→ THE PROBLEM
Go through the data below and copy each line where the word "crate" occurs.

Collected data
▼▼▼

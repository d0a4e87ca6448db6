use schemars::JsonSchema;
use serde::{Deserialize, Serialize};
use strum::{AsRefStr, Display, EnumIter, EnumString, IntoStaticStr};

/// One entry of a repeater field as persisted by the host.
///
/// The JSON shape (`id`, `value`, `type`, `index`) is shared with every other
/// consumer of the field and must not drift.
#[derive(Debug, Clone, PartialEq, Eq, Serialize, Deserialize, JsonSchema)]
pub struct ListItem {
    pub id: String,
    pub value: ItemValue,
    #[serde(rename = "type", default, skip_serializing_if = "Option::is_none")]
    pub item_type: Option<String>,
    pub index: usize,
}

impl ListItem {
    pub fn new(id: impl Into<String>, value: ItemValue, index: usize) -> Self {
        Self {
            id: id.into(),
            value,
            item_type: None,
            index,
        }
    }

    pub fn with_type(mut self, item_type: impl Into<String>) -> Self {
        self.item_type = Some(item_type.into());
        self
    }

    /// Short single-line label used by list renderers.
    pub fn summary(&self) -> String {
        match &self.value {
            ItemValue::Text(text) => text.clone(),
            ItemValue::Address(address) => address.summary(),
        }
    }
}

#[derive(Debug, Clone, PartialEq, Eq, Serialize, Deserialize, JsonSchema)]
#[serde(untagged)]
pub enum ItemValue {
    Text(String),
    Address(Address),
}

impl ItemValue {
    pub fn as_text(&self) -> Option<&str> {
        match self {
            ItemValue::Text(text) => Some(text),
            ItemValue::Address(_) => None,
        }
    }

    pub fn as_address(&self) -> Option<&Address> {
        match self {
            ItemValue::Address(address) => Some(address),
            ItemValue::Text(_) => None,
        }
    }
}

impl From<String> for ItemValue {
    fn from(value: String) -> Self {
        ItemValue::Text(value)
    }
}

impl From<&str> for ItemValue {
    fn from(value: &str) -> Self {
        ItemValue::Text(value.to_string())
    }
}

impl From<Address> for ItemValue {
    fn from(value: Address) -> Self {
        ItemValue::Address(value)
    }
}

/// Postal address stored as the value of an address list entry.
///
/// Hosts may omit keys; a missing key reads back as an empty string.
#[derive(Debug, Clone, Default, PartialEq, Eq, Serialize, Deserialize, JsonSchema)]
#[serde(rename_all = "camelCase", default)]
pub struct Address {
    pub address_line1: String,
    pub address_line2: String,
    pub address_line3: String,
    pub city: String,
    pub postal_code: String,
    pub province: String,
    pub country: String,
    pub map_url: String,
    #[serde(rename = "type")]
    pub address_type: String,
}

impl Address {
    pub fn in_country(country: impl Into<String>) -> Self {
        Self {
            country: country.into(),
            ..Self::default()
        }
    }

    pub fn get(&self, field: AddressField) -> &str {
        match field {
            AddressField::AddressLine1 => &self.address_line1,
            AddressField::AddressLine2 => &self.address_line2,
            AddressField::AddressLine3 => &self.address_line3,
            AddressField::City => &self.city,
            AddressField::PostalCode => &self.postal_code,
            AddressField::Province => &self.province,
            AddressField::Country => &self.country,
            AddressField::MapUrl => &self.map_url,
            AddressField::Type => &self.address_type,
        }
    }

    /// Plain assignment. Cascading rules (country clears province) live in
    /// the address editor.
    pub(crate) fn set(&mut self, field: AddressField, value: String) {
        let slot = match field {
            AddressField::AddressLine1 => &mut self.address_line1,
            AddressField::AddressLine2 => &mut self.address_line2,
            AddressField::AddressLine3 => &mut self.address_line3,
            AddressField::City => &mut self.city,
            AddressField::PostalCode => &mut self.postal_code,
            AddressField::Province => &mut self.province,
            AddressField::Country => &mut self.country,
            AddressField::MapUrl => &mut self.map_url,
            AddressField::Type => &mut self.address_type,
        };
        *slot = value;
    }

    pub fn summary(&self) -> String {
        let parts = [
            &self.address_line1,
            &self.address_line2,
            &self.address_line3,
            &self.city,
            &self.province,
            &self.postal_code,
            &self.country,
        ];
        let joined = parts
            .iter()
            .filter(|part| !part.trim().is_empty())
            .map(|part| part.as_str())
            .collect::<Vec<_>>()
            .join(", ");
        if self.address_type.trim().is_empty() {
            joined
        } else {
            format!("[{}] {joined}", self.address_type)
        }
    }
}

/// Addressable fields of an [`Address`], named as the host names them.
#[derive(
    Debug, Clone, Copy, PartialEq, Eq, Hash, AsRefStr, Display, EnumIter, EnumString, IntoStaticStr,
)]
#[strum(serialize_all = "camelCase")]
pub enum AddressField {
    Country,
    Province,
    AddressLine1,
    AddressLine2,
    AddressLine3,
    City,
    PostalCode,
    MapUrl,
    Type,
}

impl AddressField {
    pub fn label(self) -> &'static str {
        match self {
            AddressField::Country => "Country",
            AddressField::Province => "State/Province",
            AddressField::AddressLine1 => "Address Line 1",
            AddressField::AddressLine2 => "Address Line 2",
            AddressField::AddressLine3 => "Address Line 3",
            AddressField::City => "City",
            AddressField::PostalCode => "Postal Code",
            AddressField::MapUrl => "Map Url",
            AddressField::Type => "Address Type",
        }
    }

    /// Country and province are picked from the reference table instead of typed.
    pub fn is_choice(self) -> bool {
        matches!(self, AddressField::Country | AddressField::Province)
    }
}

#[cfg(test)]
mod tests {
    use super::*;
    use serde_json::json;
    use std::str::FromStr;

    #[test]
    fn scalar_item_serializes_with_host_field_names() {
        let item = ListItem::new("a1", "http://x.com".into(), 0).with_type("home");
        let value = serde_json::to_value(&item).unwrap();
        assert_eq!(
            value,
            json!({"id": "a1", "value": "http://x.com", "type": "home", "index": 0})
        );
    }

    #[test]
    fn missing_type_is_omitted_and_accepted() {
        let item: ListItem =
            serde_json::from_value(json!({"id": "x", "value": "v", "index": 2})).unwrap();
        assert_eq!(item.item_type, None);
        let value = serde_json::to_value(&item).unwrap();
        assert!(value.get("type").is_none());
    }

    #[test]
    fn address_value_reads_partial_objects() {
        let item: ListItem = serde_json::from_value(json!({
            "id": "addr",
            "value": {"city": "Ottawa", "country": "Canada", "type": "Head office"},
            "type": "Official",
            "index": 0
        }))
        .unwrap();
        let address = item.value.as_address().expect("address value");
        assert_eq!(address.city, "Ottawa");
        assert_eq!(address.address_type, "Head office");
        assert_eq!(address.postal_code, "");
        let back = serde_json::to_value(&item).unwrap();
        assert_eq!(back["value"]["addressLine1"], json!(""));
        assert_eq!(back["value"]["mapUrl"], json!(""));
    }

    #[test]
    fn address_field_names_match_host_keys() {
        assert_eq!(AddressField::AddressLine1.as_ref(), "addressLine1");
        assert_eq!(AddressField::PostalCode.as_ref(), "postalCode");
        assert_eq!(AddressField::from_str("mapUrl").unwrap(), AddressField::MapUrl);
        assert_eq!(AddressField::from_str("type").unwrap(), AddressField::Type);
        assert!(AddressField::from_str("street").is_err());
    }

    #[test]
    fn summary_skips_blank_parts() {
        let mut address = Address::in_country("Canada");
        address.city = "Toronto".to_string();
        address.address_type = "Home".to_string();
        assert_eq!(address.summary(), "[Home] Toronto, Canada");
    }
}
use ratatui::{
    Frame,
    layout::Rect,
    style::{Color, Modifier, Style},
    text::{Line, Span},
    widgets::{Block, Borders, List, ListItem, ListState, Paragraph},
};
use textwrap::wrap;
use unicode_width::UnicodeWidthStr;

use crate::controller::RowActions;

use super::super::view::{RowRender, UiContext};

const ACTION_COLUMN_WIDTH: usize = 8;

pub fn render_list(frame: &mut Frame<'_>, area: Rect, ctx: &UiContext<'_>) {
    let border_style = if ctx.list_focused {
        Style::default().fg(Color::Yellow)
    } else {
        Style::default()
    };
    let block = Block::default()
        .title(format!("{} ({})", ctx.title, ctx.rows.len()))
        .borders(Borders::ALL)
        .border_style(border_style);

    if ctx.rows.is_empty() {
        let placeholder = Paragraph::new("No entries yet")
            .style(Style::default().fg(Color::DarkGray))
            .block(block);
        frame.render_widget(placeholder, area);
        return;
    }

    let content_width = area.width.saturating_sub(4) as usize;
    let items = ctx
        .rows
        .iter()
        .enumerate()
        .map(|(position, row)| ListItem::new(row_line(position, row, content_width)))
        .collect::<Vec<_>>();

    let mut state = ListState::default();
    if let Some(selected) = ctx.selected {
        state.select(Some(selected.min(ctx.rows.len() - 1)));
    }
    let highlight = if ctx.list_focused {
        Style::default().bg(Color::DarkGray)
    } else {
        Style::default()
    };
    let list = List::new(items)
        .block(block)
        .highlight_style(highlight)
        .highlight_symbol("» ");
    frame.render_stateful_widget(list, area, &mut state);
}

fn row_line(position: usize, row: &RowRender, width: usize) -> Line<'static> {
    let number = format!("{:>2}. ", position + 1);
    let badge = row
        .item_type
        .as_deref()
        .filter(|kind| !kind.is_empty())
        .map(|kind| format!(" [{kind}]"))
        .unwrap_or_default();
    let reserved = UnicodeWidthStr::width(number.as_str())
        + UnicodeWidthStr::width(badge.as_str())
        + ACTION_COLUMN_WIDTH;
    let summary = truncate(&row.summary, width.saturating_sub(reserved).max(4));

    let summary_style = if row.editing {
        Style::default()
            .fg(Color::Yellow)
            .add_modifier(Modifier::ITALIC)
    } else {
        Style::default().fg(Color::White)
    };
    let mut spans = vec![
        Span::styled(number, Style::default().fg(Color::DarkGray)),
        Span::styled(summary, summary_style),
        Span::styled(badge, Style::default().fg(Color::Cyan)),
        Span::raw("  "),
    ];
    spans.extend(action_spans(row.actions));
    Line::from(spans)
}

fn action_spans(actions: RowActions) -> Vec<Span<'static>> {
    [
        ("↑", actions.move_up),
        ("↓", actions.move_down),
        ("e", actions.edit),
        ("d", actions.delete),
    ]
    .into_iter()
    .map(|(glyph, enabled)| {
        let style = if enabled {
            Style::default().fg(Color::Green)
        } else {
            Style::default().fg(Color::DarkGray)
        };
        Span::styled(format!("{glyph} "), style)
    })
    .collect()
}

/// First wrapped line of `text`, with an ellipsis when anything was cut.
fn truncate(text: &str, width: usize) -> String {
    let lines = wrap(text, width);
    match lines.as_slice() {
        [] => String::new(),
        [only] => only.to_string(),
        [first, ..] => format!("{first}…"),
    }
}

▲▲▲

→ RESULT
    pub(crate) fn set(&mut self, field: AddressField, value: String) {
use crate::controller::RowActions;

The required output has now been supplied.